**DATA SUPPLIED:**
-=-=-

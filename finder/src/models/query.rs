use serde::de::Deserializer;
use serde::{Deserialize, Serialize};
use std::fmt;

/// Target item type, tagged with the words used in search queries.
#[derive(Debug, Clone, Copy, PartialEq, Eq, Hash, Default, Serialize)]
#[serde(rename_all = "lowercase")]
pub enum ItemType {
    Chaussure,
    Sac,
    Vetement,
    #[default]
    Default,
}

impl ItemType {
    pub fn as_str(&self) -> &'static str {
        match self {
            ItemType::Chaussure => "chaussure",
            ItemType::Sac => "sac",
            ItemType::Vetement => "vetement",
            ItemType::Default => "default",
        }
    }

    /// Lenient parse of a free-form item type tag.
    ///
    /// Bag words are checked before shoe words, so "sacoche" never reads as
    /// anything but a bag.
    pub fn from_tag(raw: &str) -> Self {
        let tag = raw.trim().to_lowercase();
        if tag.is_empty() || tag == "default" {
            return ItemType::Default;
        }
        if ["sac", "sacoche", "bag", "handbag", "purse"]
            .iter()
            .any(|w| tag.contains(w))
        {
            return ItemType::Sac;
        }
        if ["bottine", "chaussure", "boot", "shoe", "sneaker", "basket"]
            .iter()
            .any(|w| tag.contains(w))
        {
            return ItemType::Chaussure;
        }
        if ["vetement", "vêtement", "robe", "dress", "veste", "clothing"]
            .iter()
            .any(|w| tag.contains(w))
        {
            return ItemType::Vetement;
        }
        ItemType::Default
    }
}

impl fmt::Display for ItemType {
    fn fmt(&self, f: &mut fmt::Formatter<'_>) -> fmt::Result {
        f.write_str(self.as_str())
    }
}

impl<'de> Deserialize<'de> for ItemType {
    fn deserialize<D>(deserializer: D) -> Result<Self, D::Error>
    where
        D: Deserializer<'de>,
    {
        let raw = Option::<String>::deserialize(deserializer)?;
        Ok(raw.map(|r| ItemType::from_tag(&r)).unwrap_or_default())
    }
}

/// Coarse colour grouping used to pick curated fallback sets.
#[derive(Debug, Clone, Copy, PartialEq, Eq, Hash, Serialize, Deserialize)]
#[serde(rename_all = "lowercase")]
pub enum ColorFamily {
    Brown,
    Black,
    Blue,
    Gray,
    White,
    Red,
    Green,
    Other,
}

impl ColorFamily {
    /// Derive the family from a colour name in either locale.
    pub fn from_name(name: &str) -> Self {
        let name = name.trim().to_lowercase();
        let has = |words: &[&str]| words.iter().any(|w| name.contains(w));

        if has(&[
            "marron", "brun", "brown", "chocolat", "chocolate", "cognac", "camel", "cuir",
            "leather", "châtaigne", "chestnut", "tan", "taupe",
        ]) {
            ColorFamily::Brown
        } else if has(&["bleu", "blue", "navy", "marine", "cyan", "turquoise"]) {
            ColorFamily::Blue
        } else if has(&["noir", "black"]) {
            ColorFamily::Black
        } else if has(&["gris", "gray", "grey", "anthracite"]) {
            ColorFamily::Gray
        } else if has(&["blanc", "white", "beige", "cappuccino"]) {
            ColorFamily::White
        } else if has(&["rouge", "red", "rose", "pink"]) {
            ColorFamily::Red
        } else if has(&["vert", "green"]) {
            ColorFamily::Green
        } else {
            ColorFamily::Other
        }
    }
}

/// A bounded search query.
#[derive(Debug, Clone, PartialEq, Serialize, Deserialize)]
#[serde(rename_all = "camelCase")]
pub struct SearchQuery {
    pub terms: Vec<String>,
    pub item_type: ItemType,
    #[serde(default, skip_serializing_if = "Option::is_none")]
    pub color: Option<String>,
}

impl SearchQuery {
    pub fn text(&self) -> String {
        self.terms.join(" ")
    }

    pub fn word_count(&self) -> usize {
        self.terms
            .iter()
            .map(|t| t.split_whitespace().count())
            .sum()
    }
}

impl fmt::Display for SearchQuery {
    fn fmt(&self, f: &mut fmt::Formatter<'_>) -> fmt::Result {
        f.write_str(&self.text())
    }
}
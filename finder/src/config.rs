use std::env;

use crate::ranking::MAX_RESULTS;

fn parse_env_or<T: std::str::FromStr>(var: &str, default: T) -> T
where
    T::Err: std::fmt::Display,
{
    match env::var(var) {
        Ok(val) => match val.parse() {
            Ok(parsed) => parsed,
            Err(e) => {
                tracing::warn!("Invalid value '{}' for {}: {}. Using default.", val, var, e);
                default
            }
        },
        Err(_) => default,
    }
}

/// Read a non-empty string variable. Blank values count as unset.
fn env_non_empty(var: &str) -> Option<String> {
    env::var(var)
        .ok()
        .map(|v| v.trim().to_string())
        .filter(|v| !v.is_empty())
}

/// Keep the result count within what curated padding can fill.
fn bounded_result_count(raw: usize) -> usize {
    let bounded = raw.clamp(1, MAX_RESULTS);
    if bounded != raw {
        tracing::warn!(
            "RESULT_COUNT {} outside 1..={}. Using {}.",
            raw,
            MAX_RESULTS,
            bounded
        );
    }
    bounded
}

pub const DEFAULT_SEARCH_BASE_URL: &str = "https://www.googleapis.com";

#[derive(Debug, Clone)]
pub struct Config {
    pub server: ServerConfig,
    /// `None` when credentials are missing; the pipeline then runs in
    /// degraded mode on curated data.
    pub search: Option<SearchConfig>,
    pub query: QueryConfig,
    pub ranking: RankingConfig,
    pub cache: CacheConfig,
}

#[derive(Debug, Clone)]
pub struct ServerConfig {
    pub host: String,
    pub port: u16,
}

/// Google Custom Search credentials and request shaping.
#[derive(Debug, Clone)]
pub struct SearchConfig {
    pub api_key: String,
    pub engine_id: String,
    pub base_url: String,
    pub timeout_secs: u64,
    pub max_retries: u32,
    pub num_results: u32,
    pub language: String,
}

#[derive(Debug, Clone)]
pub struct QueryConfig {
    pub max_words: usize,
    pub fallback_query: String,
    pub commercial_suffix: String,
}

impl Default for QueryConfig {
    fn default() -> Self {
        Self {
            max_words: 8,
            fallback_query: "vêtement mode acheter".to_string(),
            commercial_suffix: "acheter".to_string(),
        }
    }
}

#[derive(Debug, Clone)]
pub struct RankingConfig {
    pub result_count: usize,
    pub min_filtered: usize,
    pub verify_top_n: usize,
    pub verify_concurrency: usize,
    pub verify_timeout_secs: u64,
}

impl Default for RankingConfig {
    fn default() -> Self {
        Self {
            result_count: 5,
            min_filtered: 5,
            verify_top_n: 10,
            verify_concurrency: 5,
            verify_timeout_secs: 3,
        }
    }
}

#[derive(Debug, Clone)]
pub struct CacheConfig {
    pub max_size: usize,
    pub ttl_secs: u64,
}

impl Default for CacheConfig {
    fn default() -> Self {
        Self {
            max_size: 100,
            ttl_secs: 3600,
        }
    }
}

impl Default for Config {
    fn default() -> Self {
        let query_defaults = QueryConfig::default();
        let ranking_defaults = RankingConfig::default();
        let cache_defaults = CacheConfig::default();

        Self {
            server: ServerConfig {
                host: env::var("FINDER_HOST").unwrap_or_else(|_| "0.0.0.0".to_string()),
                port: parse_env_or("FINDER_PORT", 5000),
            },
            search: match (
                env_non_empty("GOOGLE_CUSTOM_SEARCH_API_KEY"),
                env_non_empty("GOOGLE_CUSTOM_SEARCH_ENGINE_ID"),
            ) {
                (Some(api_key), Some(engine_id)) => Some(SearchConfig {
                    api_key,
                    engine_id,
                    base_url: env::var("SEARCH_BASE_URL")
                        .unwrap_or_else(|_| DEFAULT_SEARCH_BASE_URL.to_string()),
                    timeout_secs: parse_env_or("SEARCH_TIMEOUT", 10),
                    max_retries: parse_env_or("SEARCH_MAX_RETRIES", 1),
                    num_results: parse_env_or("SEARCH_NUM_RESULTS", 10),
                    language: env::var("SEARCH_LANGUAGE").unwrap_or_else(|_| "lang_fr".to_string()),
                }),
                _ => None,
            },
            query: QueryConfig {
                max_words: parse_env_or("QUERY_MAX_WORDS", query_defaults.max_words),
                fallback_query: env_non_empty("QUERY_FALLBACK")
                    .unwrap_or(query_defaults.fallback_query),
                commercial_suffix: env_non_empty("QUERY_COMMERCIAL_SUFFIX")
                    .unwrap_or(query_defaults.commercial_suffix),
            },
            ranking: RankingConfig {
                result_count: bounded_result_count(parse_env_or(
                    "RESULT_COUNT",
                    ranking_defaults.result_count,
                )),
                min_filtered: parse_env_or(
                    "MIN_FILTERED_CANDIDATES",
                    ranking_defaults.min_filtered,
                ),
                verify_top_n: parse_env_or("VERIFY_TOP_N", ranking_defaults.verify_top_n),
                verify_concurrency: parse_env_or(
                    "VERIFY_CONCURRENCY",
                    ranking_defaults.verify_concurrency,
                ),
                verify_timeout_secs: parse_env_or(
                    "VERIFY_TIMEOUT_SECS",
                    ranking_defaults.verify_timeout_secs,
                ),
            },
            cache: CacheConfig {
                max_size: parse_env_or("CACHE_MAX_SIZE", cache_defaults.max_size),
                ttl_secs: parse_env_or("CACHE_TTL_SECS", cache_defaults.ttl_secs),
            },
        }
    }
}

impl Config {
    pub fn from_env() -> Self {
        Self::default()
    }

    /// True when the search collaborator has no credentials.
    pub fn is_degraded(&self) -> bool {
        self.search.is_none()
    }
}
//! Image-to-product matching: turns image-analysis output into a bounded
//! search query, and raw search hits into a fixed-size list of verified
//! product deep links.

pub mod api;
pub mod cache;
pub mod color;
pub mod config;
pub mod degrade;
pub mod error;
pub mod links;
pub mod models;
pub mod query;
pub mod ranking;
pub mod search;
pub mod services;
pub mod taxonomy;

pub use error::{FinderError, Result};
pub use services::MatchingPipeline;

-=-=-

**REQUIRED WORK:**
In the records above, each line with the string "filename" should be copied.

**EXERCISE ANSWER:**
filename finder/src/models/query.rs
filename finder/src/config.rs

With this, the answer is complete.